《OpenCV3程式設計入門》——5.1 訪問影象中的畫素
目錄
1、影象在記憶體之中的儲存方式
影象矩陣的大小取決於所用的顏色模型,確切說,取決於所用通道數。如果是灰度影象,矩陣就會如圖5.1所示。
對於多通道影象來說,矩陣中的列會包含多個子列,其子列個數與通道數相同
可以看到,OpenCV中子列的通道順序是反過來的——BGR而不是RGB。 有時候,由於記憶體足夠大,可實現連續儲存,影象中的各行是一行一行連線起來的,形成一個長行。可以使用isContinuous()來判斷矩陣是否是連續儲存的。
2、顏色空間縮減
顏色空間縮減的做法是:將現有顏色空間值除以某個輸入值,以獲得較少的顏色數。即做減法,比如顏色值0到9可取為新值0,10到19可取為10,以此類推。
有一個簡單的公式來實現顏色空間縮減:
在處理畫素時,每個畫素需要進行一遍上述公式計算,也需要一定的時間花銷。我們可以把256中計算好的結果提前存在列表table中,這樣每種情況不需計算,直接從table中取取結果即可。
int divideWith = 10;
unchar table[256];
for( int i =0; i<256; ++i)
table[i] = divideWith*(i/divideWith);
於是table[i]存放的是值為 i 的畫素減小顏色空間的結果,這樣就可以理解上述方法中的操作:p [j] = table[ p [j] ]
簡單的顏色空間縮減演算法就由以下兩步組成:
- 遍歷影象矩陣的每一個畫素
- 對畫素應用上述公式
3、LUT函式:Look up table操作
Look up table操作使用operationsOnArrays:LUT()<lut>函式,用於批量進行影象元素查詢、掃描與操作影象。使用方法如下:
//首先建立一個mat型用於查表
Mat lookUpTable(1, 256, CV_8U);
uchar* p = lookUpTable.data;
for(int i = 0; i < 256; ++i)
p[i] = table[i];
//呼叫函式(I是輸入,J是輸出)
for (int i = 0; i < times; ++i)
LUT(I, lookUpTable, J);
4、計時函式
簡便的計時函式:getTickCount()和get TickFrequency()

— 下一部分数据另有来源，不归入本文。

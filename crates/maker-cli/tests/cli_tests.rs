//! Black-box tests for the `r3f-maker` binary.

use std::fs;
use std::path::Path;

use assert_cmd::Command;
use predicates::prelude::*;
use tempfile::TempDir;

/// The binary, run inside `dir` with an isolated config home.
fn maker(dir: &Path) -> Command {
    let mut cmd = Command::cargo_bin("r3f-maker").unwrap();
    cmd.current_dir(dir)
        .env("NO_COLOR", "1")
        .env("XDG_CONFIG_HOME", dir.join(".config"))
        .env("R3F_MAKER_PREVIEW__DELAY_SECS", "0")
        .env_remove("RUST_LOG");
    cmd
}

// ── argument handling ─────────────────────────────────────────────────────────

#[test]
fn help_exits_zero() {
    let tmp = TempDir::new().unwrap();
    maker(tmp.path())
        .arg("--help")
        .assert()
        .success()
        .stdout(predicate::str::contains("React Three Fiber"))
        .stdout(predicate::str::contains("--skip-install"));
}

#[test]
fn version_exits_zero() {
    let tmp = TempDir::new().unwrap();
    maker(tmp.path())
        .arg("--version")
        .assert()
        .success()
        .stdout(predicate::str::contains(env!("CARGO_PKG_VERSION")));
}

#[test]
fn unknown_flag_exits_two() {
    let tmp = TempDir::new().unwrap();
    maker(tmp.path())
        .args(["demo", "--frobnicate"])
        .assert()
        .code(2);
    assert!(!tmp.path().join("demo").exists());
}

#[test]
fn missing_name_exits_two() {
    let tmp = TempDir::new().unwrap();
    maker(tmp.path()).assert().code(2);
}

#[test]
fn invalid_name_exits_one_before_writing() {
    let tmp = TempDir::new().unwrap();
    maker(tmp.path())
        .args([".hidden", "--skip-install"])
        .assert()
        .code(1)
        .stderr(predicate::str::contains("Invalid project name"));
    assert!(!tmp.path().join(".hidden").exists());
}

#[test]
fn name_with_space_exits_one_before_writing() {
    let tmp = TempDir::new().unwrap();
    maker(tmp.path())
        .args(["my scene", "--skip-install"])
        .assert()
        .code(1)
        .stderr(predicate::str::contains("name cannot contain whitespace"));
    assert!(!tmp.path().join("my scene").exists());
}

// ── scaffolding ───────────────────────────────────────────────────────────────

#[test]
fn skip_install_writes_project() {
    let tmp = TempDir::new().unwrap();
    maker(tmp.path())
        .args(["demo", "--skip-install"])
        .assert()
        .success()
        .stdout(predicate::str::contains("Skipped npm install"))
        .stdout(predicate::str::contains("Project 'demo' created successfully!"))
        .stdout(predicate::str::contains("npm run dev"));

    let root = tmp.path().join("demo");
    let manifest = fs::read_to_string(root.join("package.json")).unwrap();
    assert!(manifest.contains(r#""name": "demo""#));
    assert!(root.join("src/components/Scene.jsx").is_file());
    assert!(root.join(".gitignore").is_file());
    assert!(!root.join("node_modules").exists());
}

#[test]
fn non_empty_destination_is_left_alone() {
    let tmp = TempDir::new().unwrap();
    let root = tmp.path().join("demo");
    fs::create_dir(&root).unwrap();
    fs::write(root.join("keep.txt"), "mine").unwrap();

    maker(tmp.path())
        .args(["demo", "--skip-install"])
        .assert()
        .code(1)
        .stderr(predicate::str::contains("already exists"));

    assert_eq!(fs::read_to_string(root.join("keep.txt")).unwrap(), "mine");
    assert_eq!(fs::read_dir(&root).unwrap().count(), 1);
}

#[test]
fn empty_destination_is_filled() {
    let tmp = TempDir::new().unwrap();
    fs::create_dir(tmp.path().join("demo")).unwrap();

    maker(tmp.path())
        .args(["demo", "--skip-install"])
        .assert()
        .success();
    assert!(tmp.path().join("demo/package.json").is_file());
}

#[test]
fn second_run_conflicts() {
    let tmp = TempDir::new().unwrap();
    maker(tmp.path())
        .args(["demo", "--skip-install"])
        .assert()
        .success();
    maker(tmp.path())
        .args(["demo", "--skip-install"])
        .assert()
        .code(1);
}

#[test]
fn missing_tooling_exits_one_without_writing() {
    let tmp = TempDir::new().unwrap();
    maker(tmp.path())
        .arg("demo")
        .env("R3F_MAKER_TOOLCHAIN__RUNTIME", "r3f-maker-test-no-such-runtime")
        .env("R3F_MAKER_TOOLCHAIN__PACKAGE_MANAGER", "r3f-maker-test-no-such-pm")
        .assert()
        .code(1)
        .stderr(predicate::str::contains("--skip-install"));
    assert!(!tmp.path().join("demo").exists());
}

#[test]
fn bad_config_file_exits_one() {
    let tmp = TempDir::new().unwrap();
    let config = tmp.path().join("broken.toml");
    fs::write(&config, "[preview]\ndelay_secs = \"soon\"\n").unwrap();

    maker(tmp.path())
        .args(["demo", "--skip-install", "--config"])
        .arg(&config)
        .assert()
        .code(1)
        .stderr(predicate::str::contains("Configuration error"));
    assert!(!tmp.path().join("demo").exists());
}

// ── fake package manager (unix shell scripts on PATH) ────────────────────────

#[cfg(unix)]
mod with_fake_npm {
    use super::*;
    use std::os::unix::fs::PermissionsExt;

    /// Put `node` and `npm` scripts first on PATH. `npm_body` is the body
    /// of a `case "$*" in ... esac` over npm's arguments.
    fn fake_tooling(dir: &Path, npm_body: &str) -> String {
        let bin = dir.join("bin");
        fs::create_dir(&bin).unwrap();
        let scripts = [
            ("node", "#!/bin/sh\necho v20.11.0\n".to_owned()),
            (
                "npm",
                format!("#!/bin/sh\ncase \"$*\" in\n{npm_body}\nesac\n"),
            ),
        ];
        for (name, body) in scripts {
            let path = bin.join(name);
            fs::write(&path, body).unwrap();
            fs::set_permissions(&path, fs::Permissions::from_mode(0o755)).unwrap();
        }
        let inherited = std::env::var("PATH").unwrap_or_default();
        format!("{}:{inherited}", bin.display())
    }

    #[test]
    fn full_run_with_healthy_tooling() {
        let tmp = TempDir::new().unwrap();
        let path = fake_tooling(
            tmp.path(),
            "--version) echo 10.2.4 ;;\naudit) echo 'found 0 vulnerabilities' ;;\n*) exit 0 ;;",
        );

        maker(tmp.path())
            .arg("demo")
            .env("PATH", path)
            .assert()
            .success()
            .stdout(predicate::str::contains("node v20.11.0"))
            .stdout(predicate::str::contains("$ npm install"))
            .stdout(predicate::str::contains("No vulnerabilities found!"))
            .stdout(predicate::str::contains("$ npm run dev"));
    }

    #[test]
    fn install_failure_prints_manual_recovery() {
        let tmp = TempDir::new().unwrap();
        let path = fake_tooling(
            tmp.path(),
            "--version) echo 10.2.4 ;;\ninstall*) echo ERESOLVE >&2; exit 1 ;;\n*) exit 0 ;;",
        );

        maker(tmp.path())
            .arg("demo")
            .env("PATH", path)
            .assert()
            .code(1)
            .stdout(predicate::str::contains("Trying with --legacy-peer-deps"))
            .stderr(predicate::str::contains("cd demo"))
            .stderr(predicate::str::contains("npm install --legacy-peer-deps"));

        // The written project stays for a manual install.
        assert!(tmp.path().join("demo/package.json").is_file());
    }

    #[test]
    fn unfixable_audit_still_succeeds() {
        let tmp = TempDir::new().unwrap();
        let path = fake_tooling(
            tmp.path(),
            "--version) echo 10.2.4 ;;\naudit*) exit 1 ;;\n*) exit 0 ;;",
        );

        maker(tmp.path())
            .args(["demo", "--skip-dev-server"])
            .env("PATH", path)
            .assert()
            .success()
            .stdout(predicate::str::contains("couldn't be auto-fixed"));
    }

    #[test]
    fn dev_server_failure_is_a_warning() {
        let tmp = TempDir::new().unwrap();
        let path = fake_tooling(
            tmp.path(),
            "--version) echo 10.2.4 ;;\n'run dev') exit 3 ;;\n*) exit 0 ;;",
        );

        maker(tmp.path())
            .arg("demo")
            .env("PATH", path)
            .assert()
            .success()
            .stdout(predicate::str::contains("cd demo && npm run dev"));
    }
}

getTickCount()函式:返回CPU自某個事件以來走過的時鐘週期數
getTickFrequency()函式:返回CPU一秒鐘所走的時鐘週期數。這樣,就能以秒為單位對某運算計時。
兩個函式組合起來使用的例項如下:
double time0 = static_cast<double>(getTickCount()); //記錄起始事件
//進行影象處理操作……
time0 = ((double) getTickCount()-time0)/getTickFrequency();
cout << "此方法執行時間為: " << time0 << "秒" << endl; //輸出執行時間
5、訪問影象中畫素的三類方法
OpenCV中,有三種方式訪問影象畫素:
- 指標訪問:C操作符[];
- 迭代器iterator
- 動態地址計算
上述方法在訪問速度上略有差異。debug模式下,差異非常明顯,在release模式下,差異就不太明顯。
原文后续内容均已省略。